My initial thought was to talk about the knee-jerk reaction Tuesday to the minutes of the January Fed meeting where that austere group debated when to wind down and reign in Quantitative Easing III. The Dow was down over a hundred points (not really a big deal), but the media chatter immediately tacked to the negative.
Here is a sample from the mobile CNBC headlines from 8:00 AM central time Wednesday, February 20th.
- Jobless Claims Move Up: Inflation Pressure Builds—Claims Up but “Still At Levels Consistent With Steady Improvement”…Consumer Prices Ex. Food and Energy Up .03 Percent.
- Wal-Mart Tops Est., But Guidance Weak
- Market Music Has Stopped, “I’m getting out”: Gartman (Dennis).
- Should Bond Investors Brace for a 1994-Style Crash.
- Technical Red Flags Could Signal More Selling
They didn’t even mention the Fed debate that may have prompted the down-tick, but as we pointed out “Session 8”; and, as Laszlo Birinyi articulated, you have to “Follow the Money”. The Fed debating backing off QE and actually doing it are two different things. I believe that on Thursday, Fed Governor Bullard reiterated that in his mind Fed monetary policy would remain easy for quite a while. By Friday’s close we regained most of what we lost Tuesday and Wednesday.
An important aside to all of this is that some day, I think (maybe), the Fed punch bowl will be withdrawn and it will not be a bad thing, as it will signal that we are in a more vibrant economy. Nonetheless, the Market probably will not like it. In the meantime to ease your fear of that happening any time soon, I offer the following argument:
Fed Chair Ben Bernanke spent most of his academic career becoming a pre-eminent authority on “The Great Depression”, its causes and potential remedies. He knows that a tremendous amount of stimulus went into the U. S. economy during the mid 1930s. He also knows that in 1936, as the economy began to grow again, the economic authorities at the time decided to pull the “punch bowl” away for fear of over-heating the economy. This was premature. As a result the economy drifted back into depression mode and we really did not get out of it until the massive deficit spending associated with World War II.
Pardon my digression, but before I move on I have to say that I hate to pick on CNBC, but these guys so fit the mold of 24/7 fear and dread, I cannot resist it.
On to the Penn Central Transportation Company and why I think you should know about it.
“The Pennsy”, as folks in the trade use to call it, was an amalgamation of Northeastern railroads the largest of which were the New York Central and the Pennsylvania Railroad. They were merged together in the late fifties and sixties to gain efficiencies. It was a dream not to be realized…defeated by burdensome union contracts and rules, the interstate highway system (more people travelling by car and more freight going on trucks), and eventually the airplane. At the time, though most of this was readily apparent, it just was not registering, very much like the housing/debt bubble we just experienced did not register. The Penn Central was a sacred U.S. corporate entity until it wasn’t and that happened June 20, 1970 when the company declared bankruptcy. This was at the time the largest bankruptcy in U.S. corporate history. It came as a complete surprise and shook the market to its core.

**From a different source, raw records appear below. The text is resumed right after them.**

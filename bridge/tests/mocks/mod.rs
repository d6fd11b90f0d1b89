//! Shared test fixtures: contract wrappers, a recording transport, a
//! forwarding processor and a fully wired suite.

#![allow(dead_code)]

use cosmwasm_schema::cw_serde;
use cosmwasm_std::{
    to_json_binary, Addr, Binary, Deps, DepsMut, Empty, Env, MessageInfo, Response, StdResult,
    Uint128, WasmMsg,
};
use cw20::{Cw20Coin, Cw20ExecuteMsg, Cw20QueryMsg, BalanceResponse};
use cw_multi_test::{App, AppResponse, ContractWrapper, Executor};
use cw_storage_plus::Item;

use bridge::msg::{ExecuteMsg, InstantiateMsg};
use bridge::AuxData;
use common::AssetInfo;

// ============================================================================
// Identities & Fixtures
// ============================================================================

pub const OWNER: &str = "terra1owner";
pub const PROCESSOR: &str = "terra1processor";
pub const STRANGER: &str = "terra1stranger";

pub const DOMAIN_A: u32 = 6_648_936;
pub const DOMAIN_B: u32 = 1_634_886_255;

pub const RECIPIENT_A: &str = "0x00000000000000000000000000000000000000a1";
pub const RECIPIENT_B: &str = "0x00000000000000000000000000000000000000b2";

pub const INITIAL_BALANCE: u128 = 10_000_000;

pub fn aux(domain_index: u32, destination_index: u32, slippage_bps: u32, fee_bps: u32) -> u64 {
    AuxData {
        domain_index,
        destination_index,
        slippage_bps,
        relayer_fee_bps: fee_bps,
    }
    .encode()
}

// ============================================================================
// Contract Wrappers
// ============================================================================

pub fn contract_bridge() -> Box<dyn cw_multi_test::Contract<Empty>> {
    let contract = ContractWrapper::new(
        bridge::contract::execute,
        bridge::contract::instantiate,
        bridge::contract::query,
    )
    .with_reply(bridge::contract::reply);
    Box::new(contract)
}

pub fn contract_registry() -> Box<dyn cw_multi_test::Contract<Empty>> {
    let contract = ContractWrapper::new(
        address_registry::contract::execute,
        address_registry::contract::instantiate,
        address_registry::contract::query,
    );
    Box::new(contract)
}

pub fn contract_cw20() -> Box<dyn cw_multi_test::Contract<Empty>> {
    let contract = ContractWrapper::new(
        cw20_base::contract::execute,
        cw20_base::contract::instantiate,
        cw20_base::contract::query,
    );
    Box::new(contract)
}

// ============================================================================
// Mock Transport
// ============================================================================

/// Arguments of the last `Xcall` the transport accepted
#[cw_serde]
pub struct RecordedXcall {
    pub sender: Addr,
    pub destination: u32,
    pub to: String,
    pub asset: String,
    pub delegate: String,
    pub amount: Uint128,
    pub slippage: u64,
    pub call_data: Binary,
    pub relayer_fee: Uint128,
}

#[cw_serde]
pub enum TransportMsg {
    Xcall {
        destination: u32,
        to: String,
        asset: String,
        delegate: String,
        amount: Uint128,
        slippage: u64,
        call_data: Binary,
        relayer_fee: Uint128,
    },
    /// Execute `msg` on `contract` from inside every following `Xcall`
    SetCallback { contract: String, msg: Binary },
}

#[cw_serde]
pub enum TransportQueryMsg {
    LastXcall {},
    XcallCount {},
}

#[cw_serde]
struct Callback {
    contract: String,
    msg: Binary,
}

const LAST_XCALL: Item<RecordedXcall> = Item::new("last_xcall");
const XCALL_COUNT: Item<u64> = Item::new("xcall_count");
const CALLBACK: Item<Callback> = Item::new("callback");

fn transport_instantiate(
    deps: DepsMut,
    _env: Env,
    _info: MessageInfo,
    _msg: Empty,
) -> StdResult<Response> {
    XCALL_COUNT.save(deps.storage, &0)?;
    Ok(Response::new())
}

fn transport_execute(
    deps: DepsMut,
    env: Env,
    info: MessageInfo,
    msg: TransportMsg,
) -> StdResult<Response> {
    match msg {
        TransportMsg::Xcall {
            destination,
            to,
            asset,
            delegate,
            amount,
            slippage,
            call_data,
            relayer_fee,
        } => {
            let pull = WasmMsg::Execute {
                contract_addr: asset.clone(),
                msg: to_json_binary(&Cw20ExecuteMsg::TransferFrom {
                    owner: info.sender.to_string(),
                    recipient: env.contract.address.to_string(),
                    amount: amount + relayer_fee,
                })?,
                funds: vec![],
            };

            LAST_XCALL.save(
                deps.storage,
                &RecordedXcall {
                    sender: info.sender,
                    destination,
                    to,
                    asset,
                    delegate,
                    amount,
                    slippage,
                    call_data,
                    relayer_fee,
                },
            )?;
            XCALL_COUNT.update(deps.storage, |count| -> StdResult<_> { Ok(count + 1) })?;

            let mut response = Response::new().add_message(pull);
            if let Some(callback) = CALLBACK.may_load(deps.storage)? {
                response = response.add_message(WasmMsg::Execute {
                    contract_addr: callback.contract,
                    msg: callback.msg,
                    funds: vec![],
                });
            }
            Ok(response)
        }
        TransportMsg::SetCallback { contract, msg } => {
            CALLBACK.save(deps.storage, &Callback { contract, msg })?;
            Ok(Response::new())
        }
    }
}

fn transport_query(deps: Deps, _env: Env, msg: TransportQueryMsg) -> StdResult<Binary> {
    match msg {
        TransportQueryMsg::LastXcall {} => to_json_binary(&LAST_XCALL.may_load(deps.storage)?),
        TransportQueryMsg::XcallCount {} => to_json_binary(&XCALL_COUNT.load(deps.storage)?),
    }
}

pub fn contract_transport() -> Box<dyn cw_multi_test::Contract<Empty>> {
    let contract = ContractWrapper::new(transport_execute, transport_instantiate, transport_query);
    Box::new(contract)
}

// ============================================================================
// Mock Processor (forwarding proxy)
// ============================================================================

#[cw_serde]
pub enum ProxyMsg {
    /// Execute `msg` on `contract` with the proxy as sender
    Run { contract: String, msg: Binary },
}

fn proxy_instantiate(
    _deps: DepsMut,
    _env: Env,
    _info: MessageInfo,
    _msg: Empty,
) -> StdResult<Response> {
    Ok(Response::new())
}

fn proxy_execute(
    _deps: DepsMut,
    _env: Env,
    _info: MessageInfo,
    msg: ProxyMsg,
) -> StdResult<Response> {
    match msg {
        ProxyMsg::Run { contract, msg } => Ok(Response::new().add_message(WasmMsg::Execute {
            contract_addr: contract,
            msg,
            funds: vec![],
        })),
    }
}

fn proxy_query(_deps: Deps, _env: Env, _msg: Empty) -> StdResult<Binary> {
    to_json_binary(&Empty {})
}

pub fn contract_proxy() -> Box<dyn cw_multi_test::Contract<Empty>> {
    let contract = ContractWrapper::new(proxy_execute, proxy_instantiate, proxy_query);
    Box::new(contract)
}

// ============================================================================
// Suite
// ============================================================================

pub struct Suite {
    pub app: App,
    pub bridge: Addr,
    pub registry: Addr,
    pub transport: Addr,
    pub token: Addr,
    pub processor: Addr,
    pub owner: Addr,
}

/// Suite with a plain-account processor and the given fee ceiling.
pub fn setup(fee_ceiling: Option<Uint128>) -> Suite {
    build_suite(fee_ceiling, false)
}

/// Suite whose processor is a forwarding proxy contract.
pub fn setup_with_proxy_processor(fee_ceiling: Option<Uint128>) -> Suite {
    build_suite(fee_ceiling, true)
}

fn build_suite(fee_ceiling: Option<Uint128>, proxy_processor: bool) -> Suite {
    let mut app = App::default();
    let owner = Addr::unchecked(OWNER);

    let registry_code = app.store_code(contract_registry());
    let registry = app
        .instantiate_contract(
            registry_code,
            owner.clone(),
            &address_registry::msg::InstantiateMsg {
                addresses: vec![RECIPIENT_A.to_string(), RECIPIENT_B.to_string()],
            },
            &[],
            "address-registry",
            None,
        )
        .unwrap();

    let transport_code = app.store_code(contract_transport());
    let transport = app
        .instantiate_contract(transport_code, owner.clone(), &Empty {}, &[], "transport", None)
        .unwrap();

    let processor = if proxy_processor {
        let proxy_code = app.store_code(contract_proxy());
        app.instantiate_contract(proxy_code, owner.clone(), &Empty {}, &[], "processor", None)
            .unwrap()
    } else {
        Addr::unchecked(PROCESSOR)
    };

    let cw20_code = app.store_code(contract_cw20());
    let token = app
        .instantiate_contract(
            cw20_code,
            owner.clone(),
            &cw20_base::msg::InstantiateMsg {
                name: "Test Token".to_string(),
                symbol: "TST".to_string(),
                decimals: 18,
                initial_balances: vec![Cw20Coin {
                    address: processor.to_string(),
                    amount: Uint128::from(INITIAL_BALANCE),
                }],
                mint: None,
                marketing: None,
            },
            &[],
            "cw20-test",
            None,
        )
        .unwrap();

    let bridge_code = app.store_code(contract_bridge());
    let bridge = app
        .instantiate_contract(
            bridge_code,
            owner.clone(),
            &InstantiateMsg {
                owner: owner.to_string(),
                processor: processor.to_string(),
                transport: transport.to_string(),
                address_registry: registry.to_string(),
                fee_ceiling,
            },
            &[],
            "xdomain-bridge",
            Some(owner.to_string()),
        )
        .unwrap();

    app.execute_contract(
        owner.clone(),
        bridge.clone(),
        &ExecuteMsg::AppendDomains {
            domain_ids: vec![DOMAIN_A, DOMAIN_B],
        },
        &[],
    )
    .unwrap();

    Suite {
        app,
        bridge,
        registry,
        transport,
        token,
        processor,
        owner,
    }
}

impl Suite {
    pub fn cw20_asset(&self) -> AssetInfo {
        AssetInfo::Cw20 {
            contract_addr: self.token.to_string(),
        }
    }

    /// Processor grants the bridge `amount` of the token.
    pub fn approve_bridge(&mut self, amount: u128) {
        let msg = Cw20ExecuteMsg::IncreaseAllowance {
            spender: self.bridge.to_string(),
            amount: Uint128::from(amount),
            expires: None,
        };
        self.run_as_processor(self.token.clone(), &msg).unwrap();
    }

    pub fn convert(
        &mut self,
        sender: &Addr,
        input_asset: AssetInfo,
        total_input_value: u128,
        aux_data: u64,
    ) -> anyhow::Result<AppResponse> {
        self.app.execute_contract(
            sender.clone(),
            self.bridge.clone(),
            &ExecuteMsg::Convert {
                input_asset,
                total_input_value: Uint128::from(total_input_value),
                aux_data,
            },
            &[],
        )
    }

    pub fn convert_as_processor(
        &mut self,
        total_input_value: u128,
        aux_data: u64,
    ) -> anyhow::Result<AppResponse> {
        let msg = ExecuteMsg::Convert {
            input_asset: self.cw20_asset(),
            total_input_value: Uint128::from(total_input_value),
            aux_data,
        };
        self.run_as_processor(self.bridge.clone(), &msg)
    }

    /// Execute `msg` on `contract` as the processor, through the proxy when
    /// the processor is a contract.
    pub fn run_as_processor<T: serde::Serialize + std::fmt::Debug>(
        &mut self,
        contract: Addr,
        msg: &T,
    ) -> anyhow::Result<AppResponse> {
        if self.processor.as_str() == PROCESSOR {
            self.app
                .execute_contract(self.processor.clone(), contract, msg, &[])
        } else {
            let run = ProxyMsg::Run {
                contract: contract.to_string(),
                msg: to_json_binary(msg)?,
            };
            self.app.execute_contract(
                Addr::unchecked(STRANGER),
                self.processor.clone(),
                &run,
                &[],
            )
        }
    }

    pub fn balance(&self, account: &Addr) -> Uint128 {
        let response: BalanceResponse = self
            .app
            .wrap()
            .query_wasm_smart(
                &self.token,
                &Cw20QueryMsg::Balance {
                    address: account.to_string(),
                },
            )
            .unwrap();
        response.balance
    }

    pub fn last_xcall(&self) -> Option<RecordedXcall> {
        self.app
            .wrap()
            .query_wasm_smart(&self.transport, &TransportQueryMsg::LastXcall {})
            .unwrap()
    }

    pub fn xcall_count(&self) -> u64 {
        self.app
            .wrap()
            .query_wasm_smart(&self.transport, &TransportQueryMsg::XcallCount {})
            .unwrap()
    }
}

/// Root cause of a failed execution, as text.
pub fn root_error(result: anyhow::Result<AppResponse>) -> String {
    result.unwrap_err().root_cause().to_string()
}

Check out this snippet from the June 1973 ABA Journal, “Last Tango At The Penn Central”.
- “The worst feature of the disastrous bankruptcy of the Penn Central Transportation Company….is that it took so many people by surprise who should have known better. If the staff of the Securities and Exchange Commission is right in its Staff Study of the Financial Collapse of the Penn Central Company, released in 1972, the surprise was in large part the result of corporate wheeler-dealings that would have made Ponzi stand up and salute.”
Sound familiar? Can you relate?
The fear and uncertainty that went along with an event of this magnitude was tremendous. The Dow Jones Industrials had already come off its 1966 time high of 1000 and, as the Pennsy was in its death spiral in the Spring of 1970, it hit a low around 600 (a 40% drop!).
As it pertained to the media, at the time there were only three national news networks covering the story and there were only two national newscasts per day from each. The quality of the reporting was much different. They were interested in getting the viewer the facts without embellishment, editorial comment or hyperbole. It was not about keeping your eyes glued to the tube all day. It was about informing. The quality of the reporting was far superior with names like Cronkite, Huntley, Brinkley, Sevareid and Rudd, all career journalists. Even though the news was scary you were not getting an emotionalized, politicized, 24/7 saturation bombing.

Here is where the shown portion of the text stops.